Though it happened anyways, indirectly, at times. That's one of the complaints of the Puritans. In the Church of England at the time, it wasn't too rare that you got into the clergy because you were looking for a cushy job and did favors for the king (fortunately this is less of a problem than in the past, with greater separation of Church and State).
Actually simony was a major problem in the Church of England until the 19th century, with benefices being bought and sold as recently as the 18th century, and also ecclesiastical obligations being attached to some real estate to this day. In the 18th and 19th century, legislative reforms were initiated, but it was not until the 19th century the problem was resolved, and this was a legitimate complaint on the part of the Puritans, and the Roman Catholics alike, in that after the dissolution of the monasteries, which had a disastrous effect on social services in England and Wales, since all hospitals until that time were operated by the religious orders, who did a very good job, unlike the Royal Hospitals that followed, under whose tenure most hospitals such as the Savoy Hospital fell into ruin, and others, such as Bethlehem Hospital, became synonymous with depravity (“Bedlam” being derived from the Cockney pronunciation of Bethlehem). This also happened in Russia when Czar Peter “the Great” as I prefer not to call him sided with the “non-Posessor” faction in the Russian Orthodox Church and laicized a huge amount of church property, closing large numbers of monasteries and church run-hospitals.
Thankfully, nowadays, there are Anglican monasteries and Russian Orthodox hospitals, and in the US the Episcopal Church runs some universities, although not on the scale of the Roman Catholics or Methodists. And simony has of course been eradicated in the Church of England, which is one of the best managed churches in the world when it comes to avoiding various forms of abuse through its comprehensive Safeguarding initiative.
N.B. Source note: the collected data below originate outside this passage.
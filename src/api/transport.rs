use std::future::Future;
use std::time::Duration;

use anyhow::{Context, Result};
use reqwest::{Client, RequestBuilder, Response, Url};

use super::FetchError;

/// The three kinds of request the dashboard makes. Paths are relative to the
/// site the dashboard is attached to.
pub trait Transport: Send + Sync + 'static {
    fn get_text(&self, path: &str) -> impl Future<Output = Result<String, FetchError>> + Send;

    fn get_bytes(&self, path: &str) -> impl Future<Output = Result<Vec<u8>, FetchError>> + Send;

    fn post_form(
        &self,
        path: &str,
        form: &[(&str, &str)],
    ) -> impl Future<Output = Result<String, FetchError>> + Send;
}

/// [`Transport`] over HTTP, resolving every path against one base URL.
#[derive(Clone)]
pub struct HttpTransport {
    client: Client,
    base: Url,
}

impl HttpTransport {
    pub fn new(base_url: &str, timeout: Duration) -> Result<Self> {
        let base = Url::parse(base_url)
            .with_context(|| format!("invalid base url '{base_url}'"))?;
        let client = Client::builder()
            .timeout(timeout)
            .build()
            .context("failed to build http client")?;

        Ok(Self { client, base })
    }

    pub fn base_url(&self) -> &Url {
        &self.base
    }

    fn resolve(&self, path: &str) -> Result<Url, FetchError> {
        self.base
            .join(path)
            .map_err(|err| FetchError::transport(path, err))
    }

    async fn send(&self, url: &Url, request: RequestBuilder) -> Result<Response, FetchError> {
        let response = request
            .send()
            .await
            .map_err(|err| FetchError::transport(url.as_str(), err))?;

        let status = response.status();
        if !status.is_success() {
            return Err(FetchError::Status {
                url: url.to_string(),
                status: status.as_u16(),
            });
        }

        Ok(response)
    }
}

impl Transport for HttpTransport {
    async fn get_text(&self, path: &str) -> Result<String, FetchError> {
        let url = self.resolve(path)?;
        let response = self.send(&url, self.client.get(url.clone())).await?;
        response
            .text()
            .await
            .map_err(|err| FetchError::transport(url.as_str(), err))
    }

    async fn get_bytes(&self, path: &str) -> Result<Vec<u8>, FetchError> {
        let url = self.resolve(path)?;
        let response = self.send(&url, self.client.get(url.clone())).await?;
        response
            .bytes()
            .await
            .map(|bytes| bytes.to_vec())
            .map_err(|err| FetchError::transport(url.as_str(), err))
    }

    async fn post_form(&self, path: &str, form: &[(&str, &str)]) -> Result<String, FetchError> {
        let url = self.resolve(path)?;
        let response = self
            .send(&url, self.client.post(url.clone()).form(form))
            .await?;
        response
            .text()
            .await
            .map_err(|err| FetchError::transport(url.as_str(), err))
    }
}
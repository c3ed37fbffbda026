pub mod api;
pub mod cli;
mod commands;
pub mod format;
pub mod gallery;
pub mod models;
pub mod scheduler;
pub mod settings;
pub mod status;
mod utils;
pub mod view;

use anyhow::Context;
use clap::Parser;

use cli::Cli;
use settings::SettingsStore;

pub use api::{FetchError, HttpTransport, Transport};
pub use gallery::{Confirm, Cursor, DeleteOutcome, GalleryConfig, GallerySession};
pub use models::{GalleryItem, StatusSnapshot, SystemStatus};
pub use scheduler::RepeatingTask;
pub use status::{Dashboard, Presentation, Reconciler, TickOutcome};
pub use view::{Control, ControlState, Field, LogSink, MemorySink, RenderSink};

pub fn run() -> anyhow::Result<()> {
    // Info by default; RUST_LOG refines it
    env_logger::Builder::new()
        .filter_level(log::LevelFilter::Info)
        .parse_default_env()
        .init();

    let cli = Cli::parse();
    let store = SettingsStore::new(cli.config.clone())?;
    let settings = cli.apply_overrides(store.settings());

    log::info!("Park It! dashboard starting up...");

    let runtime = tokio::runtime::Runtime::new().context("failed to start async runtime")?;
    runtime.block_on(commands::dispatch(&cli.command, &store, settings))
}
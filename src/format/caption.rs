use chrono::{NaiveDate, NaiveDateTime};
use serde::{Deserialize, Serialize};
use thiserror::Error;

/// Layout of an embedded graph timestamp: `YYYY-MM-DD-HH-MM-SS`.
const STAMP_LEN: usize = 19;
const DASH_POSITIONS: [usize; 5] = [4, 7, 10, 13, 16];

const CAPTION_PREFIX: &str = "Graph generated: ";

#[derive(Debug, Clone, Copy, PartialEq, Eq, Error)]
#[error("Invalid input string")]
pub struct FormatError;

/// Clock style used for gallery captions.
#[derive(Debug, Clone, Copy, Default, Serialize, Deserialize, PartialEq, Eq, clap::ValueEnum)]
#[serde(rename_all = "snake_case")]
pub enum CaptionStyle {
    #[default]
    TwelveHour,
    TwentyFourHour,
}

impl CaptionStyle {
    fn pattern(self) -> &'static str {
        match self {
            CaptionStyle::TwelveHour => "%A, %B %-d, %Y at %-I:%M:%S %p",
            CaptionStyle::TwentyFourHour => "%A, %B %-d, %Y at %H:%M:%S",
        }
    }
}

/// Finds the first `YYYY-MM-DD-HH-MM-SS` run in `input` and reads it as a
/// wall-clock date and time.
pub fn parse_graph_timestamp(input: &str) -> Result<NaiveDateTime, FormatError> {
    let stamp = find_stamp(input).ok_or(FormatError)?;
    let field = |range: std::ops::Range<usize>| -> Result<u32, FormatError> {
        stamp[range].parse().map_err(|_| FormatError)
    };

    let year = field(0..4)? as i32;
    let date = NaiveDate::from_ymd_opt(year, field(5..7)?, field(8..10)?).ok_or(FormatError)?;
    date.and_hms_opt(field(11..13)?, field(14..16)?, field(17..19)?)
        .ok_or(FormatError)
}

/// Renders the caption for a saved graph, e.g.
/// `Graph generated: Friday, April 19, 2024 at 1:30:35 PM`.
///
/// A name without an embedded timestamp, or one whose fields do not form a
/// real date, yields `Invalid input string`.
pub fn format_graph_timestamp(filename: &str, style: CaptionStyle) -> String {
    match parse_graph_timestamp(filename) {
        Ok(generated) => format!("{CAPTION_PREFIX}{}", generated.format(style.pattern())),
        Err(err) => err.to_string(),
    }
}

fn find_stamp(input: &str) -> Option<&str> {
    let bytes = input.as_bytes();
    if bytes.len() < STAMP_LEN {
        return None;
    }

    (0..=bytes.len() - STAMP_LEN)
        .find(|&start| is_stamp(&bytes[start..start + STAMP_LEN]))
        .map(|start| &input[start..start + STAMP_LEN])
}

fn is_stamp(window: &[u8]) -> bool {
    window.iter().enumerate().all(|(idx, byte)| {
        if DASH_POSITIONS.contains(&idx) {
            *byte == b'-'
        } else {
            byte.is_ascii_digit()
        }
    })
}
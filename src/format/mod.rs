pub mod caption;
pub mod clock;
pub mod streak;

pub use caption::{format_graph_timestamp, parse_graph_timestamp, CaptionStyle, FormatError};
pub use clock::to_12_hour;
pub use streak::{format_streak, NO_STREAK};
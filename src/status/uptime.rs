use crate::api::Transport;
use crate::{log_error, log_warn};

const ENABLE_LOGS: bool = true;

/// Column holding the sample timestamp in the occupancy feed.
const TIMESTAMP_COLUMN: usize = 2;

/// Timestamp of the first data row in the occupancy feed.
///
/// The first line is always treated as the header. Blank lines and lines
/// starting with `#` (run and restart markers) are skipped. Only the first
/// remaining line is considered; if it has no timestamp column the result is
/// `None`.
pub fn first_data_timestamp(feed: &str) -> Option<String> {
    let row = feed
        .split('\n')
        .skip(1)
        .find(|line| !line.starts_with('#') && !line.trim().is_empty())?;

    row.split(',')
        .nth(TIMESTAMP_COLUMN)
        .map(|field| field.trim().to_string())
}

/// Derives "system started at" from the occupancy feed.
#[derive(Debug, Clone)]
pub struct UptimeResolver {
    feed_path: String,
}

impl UptimeResolver {
    pub fn new(feed_path: impl Into<String>) -> Self {
        Self {
            feed_path: feed_path.into(),
        }
    }

    /// `None` leaves the displayed value as it was.
    pub async fn resolve<T: Transport>(&self, transport: &T) -> Option<String> {
        let feed = match transport.get_text(&self.feed_path).await {
            Ok(feed) => feed,
            Err(err) => {
                log_error!("Error fetching or parsing the occupancy feed: {err}");
                return None;
            }
        };

        let timestamp = first_data_timestamp(&feed);
        if timestamp.is_none() {
            log_warn!("no uptime timestamp in {}", self.feed_path);
        }
        timestamp
    }
}
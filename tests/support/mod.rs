#![allow(dead_code)]

use std::collections::HashMap;
use std::sync::Mutex;

use parkit_dashboard_lib::{FetchError, Transport};

pub const STATUS: &str = "scripts/get_latest_data.php";
pub const FEED: &str = "csv/parkit-data.csv";
pub const LIST: &str = "scripts/list_graphs.php";
pub const DELETE: &str = "scripts/delete_graph.php";

/// In-memory backend: each path answers with whatever was last set for it.
#[derive(Default)]
pub struct FakeTransport {
    routes: Mutex<HashMap<String, Result<Vec<u8>, String>>>,
    requests: Mutex<Vec<String>>,
    posts: Mutex<Vec<(String, Vec<(String, String)>)>>,
}

impl FakeTransport {
    pub fn new() -> Self {
        Self::default()
    }

    pub fn respond(&self, path: &str, body: impl Into<Vec<u8>>) {
        self.routes
            .lock()
            .unwrap()
            .insert(path.to_string(), Ok(body.into()));
    }

    pub fn fail(&self, path: &str, reason: &str) {
        self.routes
            .lock()
            .unwrap()
            .insert(path.to_string(), Err(reason.to_string()));
    }

    pub fn requests_to(&self, path: &str) -> usize {
        self.requests
            .lock()
            .unwrap()
            .iter()
            .filter(|requested| requested.as_str() == path)
            .count()
    }

    pub fn posts(&self) -> Vec<(String, Vec<(String, String)>)> {
        self.posts.lock().unwrap().clone()
    }

    fn answer(&self, path: &str) -> Result<Vec<u8>, FetchError> {
        self.requests.lock().unwrap().push(path.to_string());
        match self.routes.lock().unwrap().get(path) {
            Some(Ok(body)) => Ok(body.clone()),
            Some(Err(reason)) => Err(FetchError::transport(path, reason.as_str())),
            None => Err(FetchError::Status {
                url: path.to_string(),
                status: 404,
            }),
        }
    }
}

impl Transport for FakeTransport {
    async fn get_text(&self, path: &str) -> Result<String, FetchError> {
        self.answer(path)
            .map(|body| String::from_utf8_lossy(&body).into_owned())
    }

    async fn get_bytes(&self, path: &str) -> Result<Vec<u8>, FetchError> {
        self.answer(path)
    }

    async fn post_form(&self, path: &str, form: &[(&str, &str)]) -> Result<String, FetchError> {
        self.posts.lock().unwrap().push((
            path.to_string(),
            form.iter()
                .map(|(key, value)| (key.to_string(), value.to_string()))
                .collect(),
        ));
        self.get_text(path).await
    }
}

pub fn online_status() -> String {
    serde_json::json!({
        "data": "CAR PRESENT - SPACE OCCUPIED",
        "sysstatus": "Online",
        "streak": "2024-04-19 08:00 2024-04-19 09:05 01:05:30",
        "occupiedPercentage": "62.50",
        "unoccupiedPercentage": "37.50",
        "optimalTime": "06:45"
    })
    .to_string()
}

pub fn offline_status() -> String {
    serde_json::json!({
        "data": "Live data is not available.",
        "sysstatus": "Offline",
        "streak": "Streak data is not available."
    })
    .to_string()
}

pub fn feed(first_timestamp: &str) -> String {
    format!(
        "Space,Status,Time,X,Y,Width,Height\n\
         ########## NEW RUN AT {first_timestamp} ###########\n\
         1,CAR PRESENT,{first_timestamp},12,40,180,95\n\
         1,CAR PRESENT,2099-01-01 00:00:00,12,40,180,95\n"
    )
}
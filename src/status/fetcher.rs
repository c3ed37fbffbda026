use serde::de::Error as _;

use crate::api::{FetchError, Transport};
use crate::models::{RawStatus, StatusSnapshot};

/// One read of the status endpoint.
pub async fn fetch_snapshot<T: Transport>(
    transport: &T,
    status_path: &str,
) -> Result<StatusSnapshot, FetchError> {
    let body = transport.get_text(status_path).await?;
    parse_snapshot(&body)
}

/// The body must be a single JSON object; absent keys are tolerated.
pub fn parse_snapshot(body: &str) -> Result<StatusSnapshot, FetchError> {
    let value: serde_json::Value =
        serde_json::from_str(body).map_err(|err| FetchError::parse("status snapshot", err))?;

    if !value.is_object() {
        return Err(FetchError::parse(
            "status snapshot",
            serde_json::Error::custom("expected a JSON object"),
        ));
    }

    let raw: RawStatus =
        serde_json::from_value(value).map_err(|err| FetchError::parse("status snapshot", err))?;
    Ok(raw.into())
}

#[cfg(test)]
mod tests {
    use super::*;
    use crate::models::SystemStatus;

    #[test]
    fn parses_full_payload() {
        let snapshot = parse_snapshot(
            r#"{
                "data": "NO CAR PRESENT - SPACE VACANT",
                "sysstatus": "Online",
                "streak": "N/A",
                "occupiedPercentage": "41.20",
                "unoccupiedPercentage": "58.80",
                "optimalTime": "14:45"
            }"#,
        )
        .unwrap();

        assert_eq!(snapshot.occupied_status, "NO CAR PRESENT");
        assert_eq!(snapshot.space_status, "SPACE VACANT");
        assert_eq!(snapshot.system_status, SystemStatus::Online);
        assert_eq!(snapshot.optimal_time, "14:45");
    }

    #[test]
    fn invalid_json_is_a_parse_failure() {
        let err = parse_snapshot("<html>502 Bad Gateway</html>").unwrap_err();
        assert!(matches!(err, FetchError::Parse { .. }));
    }

    #[test]
    fn non_object_json_is_a_parse_failure() {
        let err = parse_snapshot(r#"["Online"]"#).unwrap_err();
        assert!(matches!(err, FetchError::Parse { .. }));
    }
}
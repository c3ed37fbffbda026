use std::path::PathBuf;

use clap::{Parser, Subcommand};

use crate::format::CaptionStyle;
use crate::settings::DashboardSettings;
use crate::status::Presentation;

#[derive(Debug, Parser)]
#[command(name = "parkit-dashboard", version, about = "Live Park It! occupancy dashboard")]
pub struct Cli {
    /// Settings file; created by `init-config`.
    #[arg(long, global = true, default_value = "parkit-dashboard.json")]
    pub config: PathBuf,

    #[arg(long, global = true)]
    pub base_url: Option<String>,

    #[arg(long, global = true, value_enum)]
    pub presentation: Option<Presentation>,

    #[arg(long, global = true, value_enum)]
    pub caption_style: Option<CaptionStyle>,

    /// Status poll period in milliseconds.
    #[arg(long, global = true)]
    pub interval_ms: Option<u64>,

    #[command(subcommand)]
    pub command: Command,
}

#[derive(Debug, Subcommand)]
pub enum Command {
    /// Poll the status endpoint until Ctrl-C.
    Watch,
    /// Run a single poll and print what the page would show.
    Status {
        #[arg(long)]
        json: bool,
    },
    /// Browse saved graphs: n(ext), p(revious), d(elete), s(ave), q(uit).
    Gallery,
    /// Write the effective settings to the config file.
    InitConfig,
}

impl Cli {
    /// Flag overrides on top of the stored settings. Nothing is persisted.
    pub fn apply_overrides(&self, mut settings: DashboardSettings) -> DashboardSettings {
        if let Some(base_url) = &self.base_url {
            settings.base_url = base_url.clone();
        }
        if let Some(presentation) = self.presentation {
            settings.presentation = presentation;
        }
        if let Some(caption_style) = self.caption_style {
            settings.caption_style = caption_style;
        }
        if let Some(interval_ms) = self.interval_ms {
            settings.poll_interval_ms = interval_ms;
        }
        settings
    }
}
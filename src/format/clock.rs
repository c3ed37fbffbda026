/// Converts a 24-hour `HH:MM` time of day into `hh:mm AM|PM`.
///
/// Nothing is validated. A component that does not parse as a number is
/// carried through as written, and an hour past 23 still wraps modulo 12,
/// so malformed input shows up as malformed output instead of disappearing.
pub fn to_12_hour(time: &str) -> String {
    let mut parts = time.split(':');
    let hour_raw = parts.next().unwrap_or_default();
    let minute_raw = parts.next().unwrap_or_default();

    let (hour, period) = match hour_raw.trim().parse::<u32>() {
        Ok(hour) => {
            let period = if hour >= 12 { "PM" } else { "AM" };
            let display = match hour % 12 {
                0 => 12,
                other => other,
            };
            (format!("{display:02}"), period)
        }
        Err(_) => (hour_raw.to_string(), "AM"),
    };

    let minute = match minute_raw.trim().parse::<u32>() {
        Ok(minute) => format!("{minute:02}"),
        Err(_) => minute_raw.to_string(),
    };

    format!("{hour}:{minute} {period}")
}
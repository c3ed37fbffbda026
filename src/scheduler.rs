use std::future::Future;

use anyhow::{Context, Result};
use tokio::task::JoinHandle;
use tokio::time::{self, Duration, MissedTickBehavior};
use tokio_util::sync::CancellationToken;

use crate::log_info;

const ENABLE_LOGS: bool = true;

/// A job started on a fixed period until cancelled.
///
/// Each tick runs in its own task, so a slow run never delays the next one
/// and runs can overlap. Cancelling also abandons runs still in flight.
pub struct RepeatingTask {
    name: &'static str,
    handle: Option<JoinHandle<()>>,
    cancel_token: CancellationToken,
}

impl RepeatingTask {
    /// The first run starts immediately.
    pub fn spawn<F, Fut>(name: &'static str, period: Duration, mut job: F) -> Self
    where
        F: FnMut() -> Fut + Send + 'static,
        Fut: Future<Output = ()> + Send + 'static,
    {
        let cancel_token = CancellationToken::new();
        let token = cancel_token.clone();

        let handle = tokio::spawn(async move {
            let mut ticker = time::interval(period);
            ticker.set_missed_tick_behavior(MissedTickBehavior::Delay);

            loop {
                tokio::select! {
                    _ = ticker.tick() => {
                        let run = job();
                        let run_token = token.clone();
                        tokio::spawn(async move {
                            tokio::select! {
                                _ = run => {}
                                _ = run_token.cancelled() => {}
                            }
                        });
                    }
                    _ = token.cancelled() => {
                        log_info!("{name} task shutting down");
                        break;
                    }
                }
            }
        });

        Self {
            name,
            handle: Some(handle),
            cancel_token,
        }
    }

    pub fn name(&self) -> &'static str {
        self.name
    }

    pub fn is_cancelled(&self) -> bool {
        self.cancel_token.is_cancelled()
    }

    pub fn cancel(&self) {
        self.cancel_token.cancel();
    }

    /// Cancels and waits for the ticking loop to exit.
    pub async fn stop(mut self) -> Result<()> {
        self.cancel_token.cancel();
        match self.handle.take() {
            Some(handle) => handle
                .await
                .with_context(|| format!("{} task failed to join", self.name)),
            None => Ok(()),
        }
    }
}

impl Drop for RepeatingTask {
    fn drop(&mut self) {
        self.cancel_token.cancel();
    }
}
But the Orthodox Church, aside from occasional lapses in the Byzantine Empire and other governments which involved themselves in ecclesiastical affairs which were none of their business, has never had, while functioning autonomously, a major problem with simony, and at present given how poorly most of our clergy are paid the idea is laughable. We have priests making $900/mo or working for free, so if anything, we are guilty of going over to the other extreme in terms of making it impossible for our clergy to make a living as the Apostles said should be the case, and it is a real problem getting cradle Orthodox in some particular churches to donate sufficiently, since they became accustomed to not having to pay for this due to state tithing systems in Europe and due to the ecclesiastical government becoming an ethnarchy under the Millet system of the Ottoman Empire, wherein churches and synagogues became involved in providing courts for Christians and Jews, and the Patriarchs and Chief Rabbis would represent their respective churches and Jewish communities at the Sublime Porte (sometimes unofficially, for example, the Syriac Orthodox, Assyrian Church of the East and Yazidis lacked official recognition, but had ethnarchs, who were not, in the case of the Assyrians and Yazidis, the same person as the hierarchs (the Assyrian ethnarch would be the uncle of the Catholicos-Patriarch of the East, and the Yazidi ethnarch was separate from Baba Sheikh, their religious leader.*
* I was just saddened to learn that Khurto Hajji Ismail, who served as Babba Sheikh during the worst of the Syrian Civil War and provided religious leadership to the Yazidis, who have historically been allies of the Christians and hid Armenians during the genocide in 1915, which is why they were allowed to settle in Armenia and represent the largest ethnic minority in that country, died in 2020 - I had not realized he had reposed as I had been distracted by the pandemic, and after al-Baghdadi was killed and Mosul retaken, I was not following the progress of the Yazidis as closely. They suffered the most severe genocidal act in the war, during the massacre of the adult men of Sinjar and the abduction and sexual enslavement of the women and children, who have since been freed, but much harm was caused. It was a genocidal rape, the worst kind of war crime, and one which has happened all too often in recent years. Likewise, while apparently the Antiochian Orthodox nuns abducted by Al Qaeda in the Syriac speaking village of Maaloula in Syria were unharmed, that was a gross violation, and we know that the terrorists regarded nothing as sacred, given their wanton destruction of icons and other acts of vandalism of the local churches.